BEGIN Records to use
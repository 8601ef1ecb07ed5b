use serde::{Deserialize, Serialize};

#[derive(Debug, Clone, Default, Serialize, Deserialize)]
#[serde(default)]
pub struct AppConfig {
    pub platform: PlatformConfig,
    pub undo: UndoConfig,
    pub favicon: FaviconConfig,
    pub tags: TagConfig,
}

#[derive(Debug, Clone, Serialize, Deserialize)]
#[serde(default)]
pub struct PlatformConfig {
    /// `memory` or `chrome`.
    pub provider: String,
    /// Chromium `Bookmarks` file, required by the `chrome` provider.
    pub path: Option<String>,
    /// Container that new tag folders and untagged bookmarks live in.
    pub root_id: String,
}

impl Default for PlatformConfig {
    fn default() -> Self {
        Self {
            provider: "memory".to_string(),
            path: None,
            root_id: providers::DEFAULT_ROOT_ID.to_string(),
        }
    }
}

#[derive(Debug, Clone, Serialize, Deserialize)]
#[serde(default)]
pub struct UndoConfig {
    pub window_secs: u64,
}

impl Default for UndoConfig {
    fn default() -> Self {
        Self { window_secs: 5 }
    }
}

#[derive(Debug, Clone, Serialize, Deserialize)]
#[serde(default)]
pub struct FaviconConfig {
    pub service: String,
    pub size: u32,
}

impl Default for FaviconConfig {
    fn default() -> Self {
        Self {
            service: crate::favicon::DEFAULT_SERVICE.to_string(),
            size: 16,
        }
    }
}

/// Folder names skipped when deriving tags.
#[derive(Debug, Clone, Serialize, Deserialize)]
#[serde(default)]
pub struct TagConfig {
    /// Matched as case-insensitive substrings.
    pub ignore_containing_ci: Vec<String>,
    /// Matched as exact substrings.
    pub ignore_containing: Vec<String>,
}

impl Default for TagConfig {
    fn default() -> Self {
        Self {
            ignore_containing_ci: vec!["bookmarks".to_string()],
            ignore_containing: vec!["Imported".to_string()],
        }
    }
}

pub fn load(path: Option<&str>) -> anyhow::Result<AppConfig> {
    let mut settings = config::Config::builder();
    if let Some(p) = path {
        settings = settings.add_source(config::File::with_name(p));
    } else {
        settings = settings.add_source(config::File::with_name("config/default").required(false));
    }
    let cfg = settings.build()?;
    Ok(cfg.try_deserialize()?)
}
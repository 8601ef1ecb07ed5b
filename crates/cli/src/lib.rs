//! Terminal front end for the tagmark core.
pub mod render;
pub mod shell;
pub mod watch;
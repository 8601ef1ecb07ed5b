use std::sync::Arc;
use std::time::Duration;
use providers::chrome::ChromeFilePlatform;
use tagmark_core::flatten::Flattener;
use tagmark_core::reconciler::Reconciler;

const PROFILE: &str = r#"{
   "roots": {
      "bookmark_bar": {
         "children": [ {
            "date_added": "13300000000000000",
            "id": "4",
            "name": "Rust",
            "type": "url",
            "url": "https://www.rust-lang.org/"
         } ],
         "date_added": "13200000000000000",
         "id": "1",
         "name": "Bookmarks bar",
         "type": "folder"
      },
      "other": {
         "children": [ {
            "children": [ {
               "date_added": "13310000000000000",
               "id": "6",
               "name": "",
               "type": "url",
               "url": "https://news.ycombinator.com/"
            } ],
            "date_added": "13200000000000000",
            "id": "5",
            "name": "Imported From Safari",
            "type": "folder"
         } ],
         "date_added": "13200000000000000",
         "id": "2",
         "name": "Other bookmarks",
         "type": "folder"
      },
      "synced": {
         "children": [ ],
         "date_added": "13200000000000000",
         "id": "3",
         "name": "Mobile bookmarks",
         "type": "folder"
      }
   },
   "version": 1
}"#;

#[tokio::test]
async fn tagging_against_a_profile_file_survives_a_fresh_read() {
    let dir = tempfile::tempdir().unwrap();
    let path = dir.path().join("Bookmarks");
    std::fs::write(&path, PROFILE).unwrap();

    let mut rec = Reconciler::new(
        Arc::new(ChromeFilePlatform::new(&path)),
        Flattener::default(),
        "1",
        Duration::from_secs(5),
    );
    rec.reload().await.unwrap();
    let ids: Vec<_> = rec.view().bookmarks().iter().map(|b| b.id.as_str()).collect();
    assert_eq!(ids, vec!["6", "4"]);
    assert_eq!(rec.view().find("6").unwrap().title, "Untitled");
    assert!(rec.view().tags().is_empty());

    rec.assign_tag("6", "News").await.unwrap();

    let mut fresh = Reconciler::new(
        Arc::new(ChromeFilePlatform::new(&path)),
        Flattener::default(),
        "1",
        Duration::from_secs(5),
    );
    fresh.reload().await.unwrap();
    assert_eq!(fresh.view().find("6").unwrap().tags, vec!["News"]);
    assert_eq!(fresh.view().tags(), ["News".to_string()]);
}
END Records to use
**The problem:** Write out every entry verbatim.

**Answer box:**
repository 8601ef1ecb07ed5b
use serde::{Deserialize, Serialize};

#[derive(Debug, Clone, Default, Serialize, Deserialize)]
#[serde(default)]
pub struct AppConfig {
    pub platform: PlatformConfig,
    pub undo: UndoConfig,
    pub favicon: FaviconConfig,
    pub tags: TagConfig,
}

#[derive(Debug, Clone, Serialize, Deserialize)]
#[serde(default)]
pub struct PlatformConfig {
    /// `memory` or `chrome`.
    pub provider: String,
    /// Chromium `Bookmarks` file, required by the `chrome` provider.
    pub path: Option<String>,
    /// Container that new tag folders and untagged bookmarks live in.
    pub root_id: String,
}

impl Default for PlatformConfig {
    fn default() -> Self {
        Self {
            provider: "memory".to_string(),
            path: None,
            root_id: providers::DEFAULT_ROOT_ID.to_string(),
        }
    }
}

#[derive(Debug, Clone, Serialize, Deserialize)]
#[serde(default)]
pub struct UndoConfig {
    pub window_secs: u64,
}

impl Default for UndoConfig {
    fn default() -> Self {
        Self { window_secs: 5 }
    }
}

#[derive(Debug, Clone, Serialize, Deserialize)]
#[serde(default)]
pub struct FaviconConfig {
    pub service: String,
    pub size: u32,
}

impl Default for FaviconConfig {
    fn default() -> Self {
        Self {
            service: crate::favicon::DEFAULT_SERVICE.to_string(),
            size: 16,
        }
    }
}

/// Folder names skipped when deriving tags.
#[derive(Debug, Clone, Serialize, Deserialize)]
#[serde(default)]
pub struct TagConfig {
    /// Matched as case-insensitive substrings.
    pub ignore_containing_ci: Vec<String>,
    /// Matched as exact substrings.
    pub ignore_containing: Vec<String>,
}

impl Default for TagConfig {
    fn default() -> Self {
        Self {
            ignore_containing_ci: vec!["bookmarks".to_string()],
            ignore_containing: vec!["Imported".to_string()],
        }
    }
}

pub fn load(path: Option<&str>) -> anyhow::Result<AppConfig> {
    let mut settings = config::Config::builder();
    if let Some(p) = path {
        settings = settings.add_source(config::File::with_name(p));
    } else {
        settings = settings.add_source(config::File::with_name("config/default").required(false));
    }
    let cfg = settings.build()?;
    Ok(cfg.try_deserialize()?)
}
repository 8601ef1ecb07ed5b
filename crates/cli/src/lib.rs
//! Terminal front end for the tagmark core.
pub mod render;
pub mod shell;
pub mod watch;
repository 8601ef1ecb07ed5b
use std::sync::Arc;
use std::time::Duration;
use providers::chrome::ChromeFilePlatform;
use tagmark_core::flatten::Flattener;
use tagmark_core::reconciler::Reconciler;

const PROFILE: &str = r#"{
   "roots": {
      "bookmark_bar": {
         "children": [ {
            "date_added": "13300000000000000",
            "id": "4",
            "name": "Rust",
            "type": "url",
            "url": "https://www.rust-lang.org/"
         } ],
         "date_added": "13200000000000000",
         "id": "1",
         "name": "Bookmarks bar",
         "type": "folder"
      },
      "other": {
         "children": [ {
            "children": [ {
               "date_added": "13310000000000000",
               "id": "6",
               "name": "",
               "type": "url",
               "url": "https://news.ycombinator.com/"
            } ],
            "date_added": "13200000000000000",
            "id": "5",
            "name": "Imported From Safari",
            "type": "folder"
         } ],
         "date_added": "13200000000000000",
         "id": "2",
         "name": "Other bookmarks",
         "type": "folder"
      },
      "synced": {
         "children": [ ],
         "date_added": "13200000000000000",
         "id": "3",
         "name": "Mobile bookmarks",
         "type": "folder"
      }
   },
   "version": 1
}"#;

#[tokio::test]
async fn tagging_against_a_profile_file_survives_a_fresh_read() {
    let dir = tempfile::tempdir().unwrap();
    let path = dir.path().join("Bookmarks");
    std::fs::write(&path, PROFILE).unwrap();

    let mut rec = Reconciler::new(
        Arc::new(ChromeFilePlatform::new(&path)),
        Flattener::default(),
        "1",
        Duration::from_secs(5),
    );
    rec.reload().await.unwrap();
    let ids: Vec<_> = rec.view().bookmarks().iter().map(|b| b.id.as_str()).collect();
    assert_eq!(ids, vec!["6", "4"]);
    assert_eq!(rec.view().find("6").unwrap().title, "Untitled");
    assert!(rec.view().tags().is_empty());

    rec.assign_tag("6", "News").await.unwrap();

    let mut fresh = Reconciler::new(
        Arc::new(ChromeFilePlatform::new(&path)),
        Flattener::default(),
        "1",
        Duration::from_secs(5),
    );
    fresh.reload().await.unwrap();
    assert_eq!(fresh.view().find("6").unwrap().tags, vec!["News"]);
    assert_eq!(fresh.view().tags(), ["News".to_string()]);
}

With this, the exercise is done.